### WORK REQUIRED:
Start at the line in the entries below that contains "JOIN orders o ON o.id = oi.order_ref", stop at the line that contains "pub async fn list_for_buyer(pool: &DbPool, buyer_id: Uuid)", and output exactly the lines in that span, both ends included.
** Opening SUPPLIED RECORDS block **
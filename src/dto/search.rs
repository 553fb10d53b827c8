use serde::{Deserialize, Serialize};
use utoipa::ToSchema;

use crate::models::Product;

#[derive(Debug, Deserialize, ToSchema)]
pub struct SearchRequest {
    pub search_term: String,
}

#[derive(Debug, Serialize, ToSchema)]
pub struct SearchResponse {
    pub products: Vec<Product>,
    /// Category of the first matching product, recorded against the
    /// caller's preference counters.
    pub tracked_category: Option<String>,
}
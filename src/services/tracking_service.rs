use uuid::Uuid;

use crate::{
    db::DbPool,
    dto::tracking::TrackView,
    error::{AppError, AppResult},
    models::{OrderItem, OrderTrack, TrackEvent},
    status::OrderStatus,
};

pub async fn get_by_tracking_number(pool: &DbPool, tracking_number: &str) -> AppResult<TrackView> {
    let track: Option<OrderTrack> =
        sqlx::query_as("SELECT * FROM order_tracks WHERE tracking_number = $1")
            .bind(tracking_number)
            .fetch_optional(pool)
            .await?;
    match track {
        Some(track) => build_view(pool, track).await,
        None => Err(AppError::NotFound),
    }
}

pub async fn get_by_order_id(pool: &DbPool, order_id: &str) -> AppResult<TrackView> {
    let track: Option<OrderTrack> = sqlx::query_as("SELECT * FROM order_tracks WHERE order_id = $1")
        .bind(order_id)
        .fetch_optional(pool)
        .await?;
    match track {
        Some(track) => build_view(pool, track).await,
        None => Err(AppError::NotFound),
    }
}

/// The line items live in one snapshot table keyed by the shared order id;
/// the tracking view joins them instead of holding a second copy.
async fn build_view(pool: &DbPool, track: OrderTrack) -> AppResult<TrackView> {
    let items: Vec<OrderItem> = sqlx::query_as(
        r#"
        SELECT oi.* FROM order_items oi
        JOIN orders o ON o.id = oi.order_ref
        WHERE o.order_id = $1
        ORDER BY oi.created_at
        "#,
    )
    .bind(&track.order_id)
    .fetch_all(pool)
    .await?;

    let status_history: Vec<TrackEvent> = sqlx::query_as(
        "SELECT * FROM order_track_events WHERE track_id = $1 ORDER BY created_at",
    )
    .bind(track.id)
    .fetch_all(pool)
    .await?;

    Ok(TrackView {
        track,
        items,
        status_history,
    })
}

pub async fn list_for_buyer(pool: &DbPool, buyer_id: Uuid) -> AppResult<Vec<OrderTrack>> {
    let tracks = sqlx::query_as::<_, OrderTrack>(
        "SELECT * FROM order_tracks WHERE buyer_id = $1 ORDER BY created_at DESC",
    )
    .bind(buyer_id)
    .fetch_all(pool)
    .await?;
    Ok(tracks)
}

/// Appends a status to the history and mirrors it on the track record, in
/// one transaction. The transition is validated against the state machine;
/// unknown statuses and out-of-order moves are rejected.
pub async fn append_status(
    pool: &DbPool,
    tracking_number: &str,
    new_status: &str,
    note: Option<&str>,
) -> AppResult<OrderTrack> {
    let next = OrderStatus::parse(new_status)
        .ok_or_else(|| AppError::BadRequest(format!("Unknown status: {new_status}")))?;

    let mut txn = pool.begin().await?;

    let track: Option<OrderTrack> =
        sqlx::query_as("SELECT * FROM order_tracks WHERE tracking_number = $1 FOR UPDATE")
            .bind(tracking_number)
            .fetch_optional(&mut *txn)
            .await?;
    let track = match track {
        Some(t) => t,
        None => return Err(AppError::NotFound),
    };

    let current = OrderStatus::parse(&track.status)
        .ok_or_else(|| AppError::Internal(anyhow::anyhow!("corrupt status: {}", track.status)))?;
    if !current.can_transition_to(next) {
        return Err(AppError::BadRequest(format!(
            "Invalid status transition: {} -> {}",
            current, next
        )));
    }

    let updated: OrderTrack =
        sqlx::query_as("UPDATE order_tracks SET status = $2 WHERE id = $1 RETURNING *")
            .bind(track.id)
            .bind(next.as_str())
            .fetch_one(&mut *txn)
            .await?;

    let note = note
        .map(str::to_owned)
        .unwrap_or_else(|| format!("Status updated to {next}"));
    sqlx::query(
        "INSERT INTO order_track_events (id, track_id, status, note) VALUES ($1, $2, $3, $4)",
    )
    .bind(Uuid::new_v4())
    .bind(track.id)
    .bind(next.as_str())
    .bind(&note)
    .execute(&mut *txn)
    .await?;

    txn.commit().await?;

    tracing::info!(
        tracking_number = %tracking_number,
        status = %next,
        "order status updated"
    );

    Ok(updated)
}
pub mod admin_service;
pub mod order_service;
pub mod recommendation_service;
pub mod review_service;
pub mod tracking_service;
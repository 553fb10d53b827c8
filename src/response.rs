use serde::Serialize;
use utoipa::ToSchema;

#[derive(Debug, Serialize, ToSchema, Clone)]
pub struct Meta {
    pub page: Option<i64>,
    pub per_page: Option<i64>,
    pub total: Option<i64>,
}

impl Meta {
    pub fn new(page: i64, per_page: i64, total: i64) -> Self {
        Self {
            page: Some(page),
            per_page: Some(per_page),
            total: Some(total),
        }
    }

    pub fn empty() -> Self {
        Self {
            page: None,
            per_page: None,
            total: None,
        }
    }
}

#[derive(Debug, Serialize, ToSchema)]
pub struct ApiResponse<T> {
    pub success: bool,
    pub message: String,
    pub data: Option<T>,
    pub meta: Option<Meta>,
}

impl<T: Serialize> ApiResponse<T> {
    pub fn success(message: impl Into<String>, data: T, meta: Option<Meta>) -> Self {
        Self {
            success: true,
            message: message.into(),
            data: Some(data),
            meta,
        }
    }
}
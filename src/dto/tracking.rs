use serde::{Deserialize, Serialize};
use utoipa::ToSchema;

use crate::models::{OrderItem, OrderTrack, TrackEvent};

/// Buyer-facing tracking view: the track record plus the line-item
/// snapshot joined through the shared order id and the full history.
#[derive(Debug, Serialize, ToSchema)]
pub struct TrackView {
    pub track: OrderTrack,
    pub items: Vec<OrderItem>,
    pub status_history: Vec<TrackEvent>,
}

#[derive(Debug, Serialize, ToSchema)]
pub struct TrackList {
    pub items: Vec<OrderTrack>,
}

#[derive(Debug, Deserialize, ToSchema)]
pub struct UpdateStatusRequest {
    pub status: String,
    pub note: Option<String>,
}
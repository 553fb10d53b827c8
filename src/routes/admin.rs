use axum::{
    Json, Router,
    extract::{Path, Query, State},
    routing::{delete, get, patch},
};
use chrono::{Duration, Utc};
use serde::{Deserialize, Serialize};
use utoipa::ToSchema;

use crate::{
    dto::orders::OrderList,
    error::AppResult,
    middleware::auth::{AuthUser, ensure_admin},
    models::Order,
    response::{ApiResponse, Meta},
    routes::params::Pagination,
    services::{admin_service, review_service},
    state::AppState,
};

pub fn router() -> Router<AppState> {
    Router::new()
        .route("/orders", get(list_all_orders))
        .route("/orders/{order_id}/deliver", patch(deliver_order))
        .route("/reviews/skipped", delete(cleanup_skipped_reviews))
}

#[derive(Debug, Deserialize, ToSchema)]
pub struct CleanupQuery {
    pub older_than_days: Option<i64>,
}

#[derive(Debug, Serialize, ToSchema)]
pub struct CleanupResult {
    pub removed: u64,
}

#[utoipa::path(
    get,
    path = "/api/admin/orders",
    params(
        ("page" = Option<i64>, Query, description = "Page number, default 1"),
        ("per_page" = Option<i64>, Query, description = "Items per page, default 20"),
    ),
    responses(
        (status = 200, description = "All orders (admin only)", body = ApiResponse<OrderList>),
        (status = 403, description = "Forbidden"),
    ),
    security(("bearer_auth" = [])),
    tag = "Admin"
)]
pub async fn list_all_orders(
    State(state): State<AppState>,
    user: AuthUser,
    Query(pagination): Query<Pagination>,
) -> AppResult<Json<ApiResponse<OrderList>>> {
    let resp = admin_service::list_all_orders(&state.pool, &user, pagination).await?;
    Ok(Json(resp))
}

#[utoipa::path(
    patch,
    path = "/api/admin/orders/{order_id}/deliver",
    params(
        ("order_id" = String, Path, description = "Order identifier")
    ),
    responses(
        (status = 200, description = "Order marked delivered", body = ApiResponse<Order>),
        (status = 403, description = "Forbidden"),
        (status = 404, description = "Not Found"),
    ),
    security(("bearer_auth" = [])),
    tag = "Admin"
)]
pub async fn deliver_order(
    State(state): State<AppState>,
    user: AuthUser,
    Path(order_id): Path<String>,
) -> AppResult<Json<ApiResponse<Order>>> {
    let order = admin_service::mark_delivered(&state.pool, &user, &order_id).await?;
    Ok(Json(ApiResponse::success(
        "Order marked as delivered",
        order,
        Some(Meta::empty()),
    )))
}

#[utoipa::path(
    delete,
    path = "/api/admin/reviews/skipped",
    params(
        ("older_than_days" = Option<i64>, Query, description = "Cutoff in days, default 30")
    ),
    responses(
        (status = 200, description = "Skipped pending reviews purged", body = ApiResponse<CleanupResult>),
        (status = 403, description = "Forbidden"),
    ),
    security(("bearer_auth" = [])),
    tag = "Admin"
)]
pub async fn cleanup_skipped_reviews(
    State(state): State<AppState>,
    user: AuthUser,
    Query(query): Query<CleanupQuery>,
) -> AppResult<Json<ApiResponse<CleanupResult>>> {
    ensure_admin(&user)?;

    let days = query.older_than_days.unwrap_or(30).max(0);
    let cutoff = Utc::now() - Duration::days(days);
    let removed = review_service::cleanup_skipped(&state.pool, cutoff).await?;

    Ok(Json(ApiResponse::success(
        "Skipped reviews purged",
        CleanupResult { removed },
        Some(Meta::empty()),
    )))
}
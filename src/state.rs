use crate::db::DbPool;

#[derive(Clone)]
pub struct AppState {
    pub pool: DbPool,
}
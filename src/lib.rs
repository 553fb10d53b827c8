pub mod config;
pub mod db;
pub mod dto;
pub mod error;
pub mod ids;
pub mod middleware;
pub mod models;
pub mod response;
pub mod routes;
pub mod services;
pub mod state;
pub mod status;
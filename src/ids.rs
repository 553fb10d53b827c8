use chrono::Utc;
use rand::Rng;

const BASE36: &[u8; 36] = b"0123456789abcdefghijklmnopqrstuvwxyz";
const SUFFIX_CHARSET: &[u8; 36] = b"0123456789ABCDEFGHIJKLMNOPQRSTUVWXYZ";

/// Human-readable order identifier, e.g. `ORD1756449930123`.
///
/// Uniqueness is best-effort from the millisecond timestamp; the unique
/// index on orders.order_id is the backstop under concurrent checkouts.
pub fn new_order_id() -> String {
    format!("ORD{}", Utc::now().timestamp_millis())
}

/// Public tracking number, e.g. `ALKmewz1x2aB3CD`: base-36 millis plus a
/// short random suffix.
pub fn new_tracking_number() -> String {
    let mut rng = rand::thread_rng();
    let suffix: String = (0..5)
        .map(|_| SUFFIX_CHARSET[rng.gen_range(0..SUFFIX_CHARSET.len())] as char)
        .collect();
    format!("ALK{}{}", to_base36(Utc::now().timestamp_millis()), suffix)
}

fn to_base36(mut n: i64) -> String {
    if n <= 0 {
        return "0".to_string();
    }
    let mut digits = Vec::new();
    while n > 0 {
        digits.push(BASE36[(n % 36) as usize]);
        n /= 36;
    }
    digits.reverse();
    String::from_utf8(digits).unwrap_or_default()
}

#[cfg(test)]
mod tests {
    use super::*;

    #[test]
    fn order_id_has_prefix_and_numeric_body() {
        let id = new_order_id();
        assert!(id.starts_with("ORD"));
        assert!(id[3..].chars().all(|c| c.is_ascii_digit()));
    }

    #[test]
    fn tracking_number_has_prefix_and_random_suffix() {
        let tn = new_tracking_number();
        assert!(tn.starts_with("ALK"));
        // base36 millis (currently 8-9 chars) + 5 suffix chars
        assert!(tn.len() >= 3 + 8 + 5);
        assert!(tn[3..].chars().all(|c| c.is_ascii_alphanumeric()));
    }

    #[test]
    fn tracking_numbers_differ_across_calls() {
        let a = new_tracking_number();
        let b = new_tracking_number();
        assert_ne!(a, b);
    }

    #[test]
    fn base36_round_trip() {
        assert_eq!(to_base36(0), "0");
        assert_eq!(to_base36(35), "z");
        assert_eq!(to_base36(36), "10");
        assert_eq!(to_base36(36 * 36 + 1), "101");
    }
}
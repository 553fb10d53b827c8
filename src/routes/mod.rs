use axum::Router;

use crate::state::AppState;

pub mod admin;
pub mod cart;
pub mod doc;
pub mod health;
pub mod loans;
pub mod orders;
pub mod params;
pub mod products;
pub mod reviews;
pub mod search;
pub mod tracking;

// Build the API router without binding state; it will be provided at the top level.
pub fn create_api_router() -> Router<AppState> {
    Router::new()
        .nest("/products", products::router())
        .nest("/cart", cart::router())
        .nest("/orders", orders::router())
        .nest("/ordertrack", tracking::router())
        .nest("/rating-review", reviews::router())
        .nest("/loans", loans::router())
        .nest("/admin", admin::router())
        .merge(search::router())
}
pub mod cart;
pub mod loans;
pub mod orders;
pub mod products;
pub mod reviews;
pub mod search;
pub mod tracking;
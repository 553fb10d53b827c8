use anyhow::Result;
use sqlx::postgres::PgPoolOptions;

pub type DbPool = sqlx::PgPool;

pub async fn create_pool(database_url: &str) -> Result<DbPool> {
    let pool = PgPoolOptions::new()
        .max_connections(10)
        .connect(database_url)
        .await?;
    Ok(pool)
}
** Closing SUPPLIED RECORDS block **
### SOLUTION TO THIS EXERCISE:
        JOIN orders o ON o.id = oi.order_ref
        WHERE o.order_id = $1
        ORDER BY oi.created_at
        "#,
    )
    .bind(&track.order_id)
    .fetch_all(pool)
    .await?;

    let status_history: Vec<TrackEvent> = sqlx::query_as(
        "SELECT * FROM order_track_events WHERE track_id = $1 ORDER BY created_at",
    )
    .bind(track.id)
    .fetch_all(pool)
    .await?;

    Ok(TrackView {
        track,
        items,
        status_history,
    })
}

pub async fn list_for_buyer(pool: &DbPool, buyer_id: Uuid) -> AppResult<Vec<OrderTrack>> {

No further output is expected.